Europe is starting to get serious about defence

Under pressure from Donald Trump, the herbivores are thinking about eating meat

THE triceratops had a gentle existence that belied its fierce appearance, keeping to itself and maintaining a strict vegetarian diet. But in his neglected classic Tarzan the Terrible, Edgar Rice Burroughs conjured the Gryf, a horrifying dagger-toothed descendant of the three-horned dinosaur that roamed the African plains and snacked on the locals. Europe is contemplating a similar evolutionary path as it gets to grips with an American administration that has tired of playing T. Rex alone. Can the herbivorous power of the past, which has long delighted in the soft tools of diplomacy, trade and aid, really transform itself into a slavering, armed-to-the-teeth carnivore?

Donald Trump’s team has spent much of the last week in Europe cleaning up the boss’s mess.

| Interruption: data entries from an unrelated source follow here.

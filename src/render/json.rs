//! JSON rendering for reports and parsed workbooks.

use crate::error::{Error, Result};
use serde::Serialize;

/// JSON output format.
#[derive(Debug, Clone, Copy, PartialEq, Eq, Default)]
pub enum JsonFormat {
    /// Pretty-printed JSON with indentation
    #[default]
    Pretty,
    /// Compact JSON without extra whitespace
    Compact,
}

/// Serialize a report, document or workbook to JSON.
pub fn to_json<T: Serialize + ?Sized>(value: &T, format: JsonFormat) -> Result<String> {
    let result = match format {
        JsonFormat::Pretty => serde_json::to_string_pretty(value),
        JsonFormat::Compact => serde_json::to_string(value),
    };

    result.map_err(|e| Error::Render(format!("JSON serialization error: {}", e)))
}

At the Munich Security Conference, James Mattis, the defence secretary, called NATO (which Mr Trump had written off as obsolete) “the best alliance in the world”. In Brussels, Mike Pence, the vice-president, assured his audience of America’s “strong commitment” to the European Union, a club the president has dismissed as a “vehicle for Germany”. Europeans remain baffled by the mixed messages emanating from Mr Trump’s administration. It is as if Henry Kissinger’s old (and apocryphal) question about whom to call when he wants to speak to Europe has been reversed, quips Hans Kundnani, an analyst at the German Marshall Fund in Washington.

But on one issue the president is in full agreement with his team. Like his predecessors, Mr Trump grouches that America’s NATO allies are not paying their bills. Only four other countries in the 28-member alliance meet its target of spending 2% of GDP on defence. Mr Trump’s threat to withdraw America’s security guarantee is probably a bluff. But he has other cards to play, including cuts to joint training programmes. Last week General Mattis warned his fellow NATO defence ministers that continued European miserliness might see America “moderate” its commitment to the alliance.

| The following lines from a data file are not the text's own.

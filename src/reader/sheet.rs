//! Mapping worksheet rows to records.

use crate::config::ColumnMap;
use crate::model::{CellValue, Field, ImageIndex, Record, RecordKind};
use calamine::{Data, Range};
use std::collections::BTreeMap;

/// Column positions resolved from a sheet's header row.
#[derive(Debug, Clone, Default)]
pub struct HeaderIndex {
    positions: BTreeMap<Field, usize>,
    missing: Vec<Field>,
}

impl HeaderIndex {
    /// Resolve each field's column from the header cells.
    pub fn resolve(headers: &[Data], columns: &ColumnMap, kind: RecordKind) -> Self {
        let names: Vec<String> = headers.iter().map(normalize_header).collect();
        let mut index = HeaderIndex::default();

        for field in Field::ALL {
            let aliases = columns.aliases(kind, field);
            let found = aliases.iter().find_map(|alias| {
                let alias = alias.trim().to_lowercase();
                names.iter().position(|name| *name == alias)
            });
            match found {
                Some(col) => {
                    index.positions.insert(field, col);
                }
                None => index.missing.push(field),
            }
        }
        index
    }

    /// Column of a field, if present.
    pub fn column(&self, field: Field) -> Option<usize> {
        self.positions.get(&field).copied()
    }

    /// Fields with no matching column.
    pub fn missing(&self) -> &[Field] {
        &self.missing
    }
}

fn normalize_header(cell: &Data) -> String {
    CellValue::from_data(cell)
        .map(|v| v.display().to_lowercase())
        .unwrap_or_default()
}

/// Read records from a sheet whose first row holds the headers.
///
/// Missing columns are logged once and read as empty. Rows with no value in
/// any mapped column are skipped.
pub fn read_records(
    range: &Range<Data>,
    columns: &ColumnMap,
    kind: RecordKind,
    sheet_name: &str,
) -> Vec<Record> {
    let mut rows = range.rows();
    let Some(headers) = rows.next() else {
        log::warn!("Sheet '{}' is empty", sheet_name);
        return Vec::new();
    };

    let header_index = HeaderIndex::resolve(headers, columns, kind);
    for field in header_index.missing() {
        // Family numbers only exist on the granted sheet.
        if *field == Field::FamilyNumber && kind == RecordKind::FirstPublication {
            continue;
        }
        log::warn!(
            "Sheet '{}' has no column for {:?} (looked for {}); values will be empty",
            sheet_name,
            field,
            columns.aliases(kind, *field).join(", ")
        );
    }

    let first_row = range.start().map(|(row, _)| row as usize).unwrap_or(0);
    let mut records = Vec::new();

    for (offset, cells) in rows.enumerate() {
        // Header is row `first_row`, data starts one below; rows are 1-based.
        let row_number = first_row + offset + 2;
        let mut record = Record::new(kind, row_number);
        for field in Field::ALL {
            let value = header_index
                .column(field)
                .and_then(|col| cells.get(col))
                .and_then(CellValue::from_data);
            record.set(field, value);
        }

        if record.is_empty() {
            log::debug!("Skipping empty row {} in '{}'", row_number, sheet_name);
            continue;
        }
        records.push(record);
    }

    log::debug!("Read {} {} from '{}'", records.len(), kind, sheet_name);
    records
}

/// Read the image lookup table (key column to URL column).
pub fn read_image_index(range: &Range<Data>, columns: &ColumnMap, sheet_name: &str) -> ImageIndex {
    let mut index = ImageIndex::new();
    let mut rows = range.rows();
    let Some(headers) = rows.next() else {
        return index;
    };

    let names: Vec<String> = headers.iter().map(normalize_header).collect();
    let find = |aliases: &[String]| {
        aliases
            .iter()
            .find_map(|a| names.iter().position(|n| *n == a.trim().to_lowercase()))
    };
    let (Some(key_col), Some(url_col)) = (find(&columns.image_key), find(&columns.image_url))
    else {
        log::warn!(
            "Image sheet '{}' needs columns {} and {}; no images will be embedded",
            sheet_name,
            columns.image_key.join("/"),
            columns.image_url.join("/")
        );
        return index;
    };

    for cells in rows {
        let key = cells.get(key_col).and_then(CellValue::from_data);
        let url = cells.get(url_col).and_then(CellValue::from_data);
        if let (Some(key), Some(url)) = (key, url) {
            index.insert(&key, url.display());
        }
    }

    log::debug!("Read {} image entries from '{}'", index.len(), sheet_name);
    index
}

America is right to make these demands, say some ambassadors; in 2014 all 28 allies vowed to meet the 2% target within a decade. Indeed, Mr Trump is pushing at a partly open door. The long decline in European defence spending bottomed out in 2015. Russia and terrorism have restored history to Europe, and economies are growing again. Almost all NATO governments are raising defence spending in real terms, to the delight of Jens Stoltenberg, the secretary-general. But some, particularly in Europe’s south and west, still balk at shelling out for what feel like distant threats.

Their arguments are well trodden. The 2% target is mercilessly crude. Few would argue that Greece, which meets the goal partly because its economy has collapsed, has a more effective fighting force than Norway, which devotes a large share of its 1.5% to R&D and sends hundreds of troops to places like Afghanistan. The alliance has nine specific measures for ranking its members, but they remain classified and thus less politically potent than the 2% target. Europe’s problems lie in fragmentation as much as resources; NATO’s European members spend over four times as much on defence as Russia, but use 27 different types of howitzer and 20 fighter aircraft. The European Parliament reckons that joining up the EU’s defence market could save €26bn ($27bn) a year.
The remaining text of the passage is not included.